Calcio italiano cercasi, Messi e quel sogno rossonerazzurro: “vorrei di nuovo Inter e Milan in Champions”

messi CC: @barcaflawless

Intervistato ai microfoni della Gazzetta dello Sport, Leo Messi ha svelato di voler rivedere in Champions League sia l’Inter che il Milan

messi

LaPresse/EFE

Re dei bomber per la quarta volta, un habitué ormai per Leo Messi che, nella giornata di ieri, ha calato il poker di Scarpe d’Oro. Quattro come Cristiano Ronaldo, suo storico avversario che non fa in tempo a staccare l’argentino che viene subito riacciuffato. Arrivato al volante della sua Range Rover, Messi ha ricevuto l’ambito premio da Luis Suarez, vincitore dell’edizione dello scorso anni, prima di dedicarsi ai microfoni della Gazzetta dello Sport per parlare della sua vita e… del calcio italiano.

“Il calcio italiano negli ultimi anni non è più lo stesso. E credo che questo abbia a che fare non solo con la non qualificazione al Mondiale. Per esempio due grandi della Serie A come Milan e Inter non sono più quelle che erano una decina di anni fa e non vanno più in Champions, e questo riguarda tutto il calcio italiano. Piano piano stanno provando a risalire la china, soprattutto i due club milanesi devono tornare a essere competitivi a livello europeo. La scarpa d’oro? È un bellissimo riconoscimento, ma io dico sempre che la mia priorità non sono i premi individuali. Preferirei vincere un’altra Champions o la Liga, questi sono i miei obiettivi principali. Comunque, è bello avere questi trofei a casa, per il significato che hanno appunto. Io sono una persona come tutti, che prova ad avere una normale vita in famiglia. E’ vero che a volte preferirei non essere notato e avere una vita più normale, senza che tutti mi guardino per strada. Ho sempre detto che all’inizio non mi consideravo un attaccante. Ovvio, è passato un sacco di tempo, sono migliorato, ho accumulato trofei, e sono successe tante cose, fuori e dentro il campo”. 

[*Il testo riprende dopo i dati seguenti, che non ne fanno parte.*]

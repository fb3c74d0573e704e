use log::debug;
use serde::{Deserialize, Serialize};

use crate::model::common::instrument::{Coordinates, LocationPolicy, VoterLocation};

/// Mean Earth radius used for great-circle distances.
pub const EARTH_RADIUS_KM: f64 = 6371.0;

/// Haversine great-circle distance between two points, in kilometers.
pub fn haversine_km(a: Coordinates, b: Coordinates) -> f64 {
    let d_lat = (b.lat - a.lat).to_radians();
    let d_lng = (b.lng - a.lng).to_radians();
    let lat1 = a.lat.to_radians();
    let lat2 = b.lat.to_radians();

    let h = (d_lat / 2.0).sin().powi(2) + lat1.cos() * lat2.cos() * (d_lng / 2.0).sin().powi(2);
    // Rounding can push `h` fractionally outside [0, 1] for antipodal points.
    let c = 2.0 * h.clamp(0.0, 1.0).sqrt().asin();
    (EARTH_RADIUS_KM * c).max(0.0)
}

/// Why a voter may not respond.
#[derive(Debug, Clone, PartialEq, Serialize, Deserialize)]
#[serde(tag = "reason", rename_all = "kebab-case")]
pub enum IneligibleReason {
    /// We have no location for the voter; the caller should re-prompt for one.
    NeedsLocationDetection,
    /// The voter entered a location by hand and has not confirmed it yet.
    NeedsVerification,
    /// The voter is outside the geofence.
    #[serde(rename_all = "camelCase")]
    OutOfRadius { distance_km: f64, shortfall_km: f64 },
    /// The voter's resolved place does not match a legacy scoped policy.
    OutOfRegion,
}

impl IneligibleReason {
    pub fn code(&self) -> &'static str {
        match self {
            Self::NeedsLocationDetection => "needs-location-detection",
            Self::NeedsVerification => "needs-verification",
            Self::OutOfRadius { .. } => "out-of-radius",
            Self::OutOfRegion => "out-of-region",
        }
    }
}

/// The outcome of an eligibility check.
#[derive(Debug, Clone, PartialEq)]
pub enum Eligibility {
    /// `distance_km` is reported for geofenced policies.
    Eligible { distance_km: Option<f64> },
    Ineligible(IneligibleReason),
}

impl Eligibility {
    pub fn is_eligible(&self) -> bool {
        matches!(self, Self::Eligible { .. })
    }
}

/// Decide whether a voter at `voter` may respond under `policy`.
///
/// The instrument's creator is always eligible so they can test their own
/// instruments. A point exactly on the geofence boundary is inside it.
pub fn evaluate(policy: &LocationPolicy, voter: &VoterLocation, is_owner: bool) -> Eligibility {
    if is_owner || *policy == LocationPolicy::Global {
        return Eligibility::Eligible { distance_km: None };
    }
    if !voter.confirmed {
        return Eligibility::Ineligible(IneligibleReason::NeedsLocationDetection);
    }
    if !voter.verified {
        return Eligibility::Ineligible(IneligibleReason::NeedsVerification);
    }

    match policy {
        LocationPolicy::Global => Eligibility::Eligible { distance_km: None },
        LocationPolicy::Geofenced {
            center_lat,
            center_lng,
            radius_km,
        } => {
            let center = Coordinates::new(*center_lat, *center_lng);
            let distance_km = haversine_km(center, voter.coordinates());
            debug!("Voter is {distance_km:.3}km from center, radius {radius_km}km");
            if distance_km <= *radius_km {
                Eligibility::Eligible {
                    distance_km: Some(distance_km),
                }
            } else {
                Eligibility::Ineligible(IneligibleReason::OutOfRadius {
                    distance_km,
                    shortfall_km: distance_km - radius_km,
                })
            }
        }
        LocationPolicy::Country { name }
        | LocationPolicy::Region { name }
        | LocationPolicy::City { name } => match &voter.place {
            // Without a resolved place there is nothing to match against.
            None => Eligibility::Ineligible(IneligibleReason::NeedsLocationDetection),
            Some(place) if place.trim().is_empty() => {
                Eligibility::Ineligible(IneligibleReason::NeedsLocationDetection)
            }
            Some(place) if places_match(name, place) => {
                Eligibility::Eligible { distance_km: None }
            }
            Some(_) => Eligibility::Ineligible(IneligibleReason::OutOfRegion),
        },
    }
}

/// Legacy best-effort matching: either name contains the other, ignoring case.
fn places_match(scope: &str, place: &str) -> bool {
    let scope = scope.trim().to_lowercase();
    let place = place.trim().to_lowercase();
    !scope.is_empty() && !place.is_empty() && (place.contains(&scope) || scope.contains(&place))
}

#[cfg(test)]
mod tests {
    use super::*;

    fn athens() -> LocationPolicy {
        LocationPolicy::Geofenced {
            center_lat: 37.98,
            center_lng: 23.72,
            radius_km: 5.0,
        }
    }

    #[test]
    fn haversine_known_distances() {
        let center = Coordinates::new(37.98, 23.72);
        let east = haversine_km(center, Coordinates::new(37.98, 23.77));
        assert!((east - 4.38).abs() < 0.01, "got {east}");
        let south = haversine_km(center, Coordinates::new(37.90, 23.72));
        assert!((south - 8.90).abs() < 0.01, "got {south}");
        assert_eq!(haversine_km(center, center), 0.0);
        // Symmetric.
        assert_eq!(
            haversine_km(center, Coordinates::new(37.90, 23.72)),
            haversine_km(Coordinates::new(37.90, 23.72), center)
        );
    }

    #[test]
    fn geofence_examples() {
        let inside = evaluate(&athens(), &VoterLocation::verified(37.98, 23.77), false);
        assert!(inside.is_eligible());

        match evaluate(&athens(), &VoterLocation::verified(37.90, 23.72), false) {
            Eligibility::Ineligible(IneligibleReason::OutOfRadius {
                distance_km,
                shortfall_km,
            }) => {
                assert!((distance_km - 8.9).abs() < 0.05);
                assert!((shortfall_km - 3.9).abs() < 0.05);
            }
            other => panic!("unexpected {other:?}"),
        }
    }

    #[test]
    fn boundary_is_inclusive() {
        let voter = VoterLocation::verified(37.90, 23.72);
        let distance = haversine_km(Coordinates::new(37.98, 23.72), voter.coordinates());
        let on_boundary = LocationPolicy::Geofenced {
            center_lat: 37.98,
            center_lng: 23.72,
            radius_km: distance,
        };
        assert!(evaluate(&on_boundary, &voter, false).is_eligible());

        let radius_just_short = LocationPolicy::Geofenced {
            center_lat: 37.98,
            center_lng: 23.72,
            radius_km: distance - 1e-9,
        };
        assert!(!evaluate(&radius_just_short, &voter, false).is_eligible());
    }

    #[test]
    fn location_states() {
        assert_eq!(
            evaluate(&athens(), &VoterLocation::unknown(), false),
            Eligibility::Ineligible(IneligibleReason::NeedsLocationDetection)
        );

        let mut manual = VoterLocation::verified(37.98, 23.72);
        manual.verified = false;
        assert_eq!(
            evaluate(&athens(), &manual, false),
            Eligibility::Ineligible(IneligibleReason::NeedsVerification)
        );
    }

    #[test]
    fn owner_and_global_bypass() {
        let far_away = VoterLocation::verified(51.5, -0.12);
        assert!(evaluate(&athens(), &far_away, true).is_eligible());
        assert!(evaluate(&athens(), &VoterLocation::unknown(), true).is_eligible());
        assert!(evaluate(&LocationPolicy::Global, &VoterLocation::unknown(), false).is_eligible());
    }

    #[test]
    fn legacy_scopes_match_by_name() {
        let policy = LocationPolicy::City {
            name: "Athens".to_string(),
        };
        let mut voter = VoterLocation::verified(37.98, 23.72);
        assert_eq!(
            evaluate(&policy, &voter, false),
            Eligibility::Ineligible(IneligibleReason::NeedsLocationDetection)
        );

        voter.place = Some("athens, attica, greece".to_string());
        assert!(evaluate(&policy, &voter, false).is_eligible());

        voter.place = Some("Thessaloniki, Greece".to_string());
        assert_eq!(
            evaluate(&policy, &voter, false),
            Eligibility::Ineligible(IneligibleReason::OutOfRegion)
        );

        // A blank place is contained in every name, but resolves nothing.
        for blank in ["", "   "] {
            voter.place = Some(blank.to_string());
            assert_eq!(
                evaluate(&policy, &voter, false),
                Eligibility::Ineligible(IneligibleReason::NeedsLocationDetection)
            );
        }
        assert!(!places_match("Athens", " "));
    }
}
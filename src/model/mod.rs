pub mod api;
pub mod common;
pub mod db;
pub mod mongodb;
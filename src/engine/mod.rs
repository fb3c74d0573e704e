//! The response-evaluation core: eligibility, answer normalisation, branching,
//! response writing, and tallying.
//!
//! Everything except [`writer`] is pure; the writer is the only component that
//! touches the store.

pub mod branching;
pub mod geo;
pub mod normalize;
pub mod tally;
pub mod writer;
use log::{error, warn};
use mongodb::error::Error as DbError;
use rocket::{
    http::{Status, StatusClass},
    response::Responder,
    serde::json::Json,
};
use serde::{Deserialize, Serialize};
use thiserror::Error;

use crate::engine::geo::IneligibleReason;
use crate::model::common::instrument::{InstrumentId, QuestionId};

pub type Result<T> = std::result::Result<T, Error>;

#[derive(Debug, Error)]
pub enum Error {
    #[error("Shape mismatch: {0}")]
    ShapeMismatch(String),
    #[error("Incomplete ordering: {0}")]
    IncompleteOrdering(String),
    #[error("Question {0} is unknown or not currently visible")]
    UnknownQuestion(QuestionId),
    #[error("Required question missing: {0}")]
    RequiredQuestionMissing(String),
    #[error("Not eligible: {}", .0.code())]
    NotEligible(IneligibleReason),
    #[error("Identity could not be verified")]
    IdentityUnverified,
    #[error("Instrument {0} is not accepting submissions")]
    InstrumentClosed(InstrumentId),
    #[error("The edit window for this response has expired")]
    EditWindowExpired,
    #[error("Already responded to survey {0}")]
    AlreadyResponded(InstrumentId),
    #[error("Survey {0} already has responses; its structure is locked")]
    StructureLocked(InstrumentId),
    #[error("Invalid structure: {0}")]
    InvalidStructure(String),
    #[error("Not found: {0}")]
    NotFound(String),
    #[error("Data integrity failure: {0}")]
    Integrity(String),
    #[error(transparent)]
    Db(#[from] DbError),
    #[error(transparent)]
    Oracle(#[from] reqwest::Error),
}

impl Error {
    pub fn not_found(what: impl Into<String>) -> Self {
        Self::NotFound(what.into())
    }

    /// Short machine-readable name for this error's kind.
    pub fn kind(&self) -> &'static str {
        match self {
            Self::ShapeMismatch(_) => "shape-mismatch",
            Self::IncompleteOrdering(_) => "incomplete-ordering",
            Self::UnknownQuestion(_) => "unknown-question",
            Self::RequiredQuestionMissing(_) => "required-question-missing",
            Self::NotEligible(_) => "not-eligible",
            Self::IdentityUnverified => "identity-unverified",
            Self::InstrumentClosed(_) => "instrument-closed",
            Self::EditWindowExpired => "edit-window-expired",
            Self::AlreadyResponded(_) => "already-responded",
            Self::StructureLocked(_) => "structure-locked",
            Self::InvalidStructure(_) => "invalid-structure",
            Self::NotFound(_) => "not-found",
            Self::Integrity(_) => "integrity",
            Self::Db(_) => "database",
            Self::Oracle(_) => "oracle",
        }
    }

    pub fn status(&self) -> Status {
        match self {
            Self::ShapeMismatch(_)
            | Self::IncompleteOrdering(_)
            | Self::UnknownQuestion(_)
            | Self::RequiredQuestionMissing(_)
            | Self::InvalidStructure(_) => Status::BadRequest,
            Self::NotEligible(_) | Self::IdentityUnverified => Status::Forbidden,
            Self::NotFound(_) => Status::NotFound,
            Self::InstrumentClosed(_)
            | Self::EditWindowExpired
            | Self::AlreadyResponded(_)
            | Self::StructureLocked(_) => Status::Conflict,
            Self::Integrity(_) | Self::Db(_) | Self::Oracle(_) => Status::InternalServerError,
        }
    }

    /// The user-facing detail. Server-side failures are not explained to the caller.
    fn reason(&self) -> Option<String> {
        match self {
            Self::NotEligible(reason) => Some(reason.code().to_string()),
            Self::Integrity(_) | Self::Db(_) | Self::Oracle(_) => None,
            other => Some(other.to_string()),
        }
    }
}

/// The structured error body returned to API callers.
#[derive(Debug, Clone, PartialEq, Serialize, Deserialize)]
#[serde(rename_all = "camelCase")]
pub struct ErrorBody {
    pub kind: String,
    #[serde(skip_serializing_if = "Option::is_none")]
    pub reason: Option<String>,
    /// Distance outside the geofence, for out-of-radius rejections.
    #[serde(skip_serializing_if = "Option::is_none")]
    pub shortfall_km: Option<f64>,
}

impl From<&Error> for ErrorBody {
    fn from(err: &Error) -> Self {
        let shortfall_km = match err {
            Error::NotEligible(IneligibleReason::OutOfRadius { shortfall_km, .. }) => {
                Some(*shortfall_km)
            }
            _ => None,
        };
        Self {
            kind: err.kind().to_string(),
            reason: err.reason(),
            shortfall_km,
        }
    }
}

impl<'r, 'o: 'r> Responder<'r, 'o> for Error {
    fn respond_to(self, req: &'r rocket::Request<'_>) -> rocket::response::Result<'o> {
        let status = self.status();
        match status.class() {
            StatusClass::ServerError => error!("{self}"),
            _ => warn!("{self}"),
        }
        (status, Json(ErrorBody::from(&self))).respond_to(req)
    }
}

Leo Messi non perde occasione per stare con la propria famiglia, soprattutto con i due figli che prova a non lasciare mai da soli.

“Mateo trova strano quando qualcuno mi chiede una foto o un autografo per strada, non capisce. Thiago invece più o meno inizia a farlo. Gli piace andare allo stadio, vedere le partite, ma non capisce tutto. Qualche volta mi vede in casa e mi chiama “Messi”, col cognome, come fanno i tifosi. Allenamenti a casa? Poco, dopo l’allenamento magari rinforzo le gambe, ma non sono un tipo da palestra. Dieta? Ho rinunciato al cioccolato, la cosa più dura per me. Anche ora, di tanto in tanto, faccio uno strappo e mi concedo un po’ di cioccolato. La siesta? Non più. E mi manca. Quando sono in nazionale però lo faccio, il pisolino. A casa non posso, ci sono i bambini”.

Leo Messi poi torna a parlare di calcio giocato, soffermandosi sul Paris Saint-Germain e sulla partenza del suo grande amico Neymar:

“La partenza di Neymar ha cambiato il nostro modo di giocare. Abbiamo perso in potenziale offensivo ma abbiamo guadagnato nella fase difensiva. Ora siamo meglio organizzati in mezzo al campo, abbiamo più equilibrio e questo ci rende più forti in difesa. Domenica affrontiamo il Valencia che è una gran bella squadra, un tecnico come Marcelino che la fa giocare molto bene, ha un disegno tattico chiaro, poi a casa loro sarà molto complicato, ma noi dobbiamo continuare a far bene. La crisi del Real? E’ solo temporanea. Non è la prima volta che capita una situazione come quella del Real in un torneo. Alla fine torneranno a lottare per tutti i titoli, per il valore della squadra e dei giocatori che hanno e perché sono sempre stati là in alto. Io amico di Ronaldo? Non so se succederà. L’amicizia si costruisce passando del tempo insieme e conoscendosi. Adesso non abbiamo rapporti, ci vediamo solo nelle cerimonie di premiazione ed è l’unica occasione in cui ci parliamo. Fra di noi va tutto bene, ma le nostre vite non si incrociano molto spesso. Dopo il calcio infine non lo so ora cosa farò. Ne ho parlato in famiglia varie volte su come occuperò il mio tempo una volta lasciato il calcio, ma non c’è niente di deciso. Ho sempre detto che non mi vedo come allenatore, non ho il feeling. Nei prossimi anni potrei cambiare idea ma ho ancora parecchi anni davanti a me e vedremo. Quando fine carriera sarà vicina qualcosa deciderò”.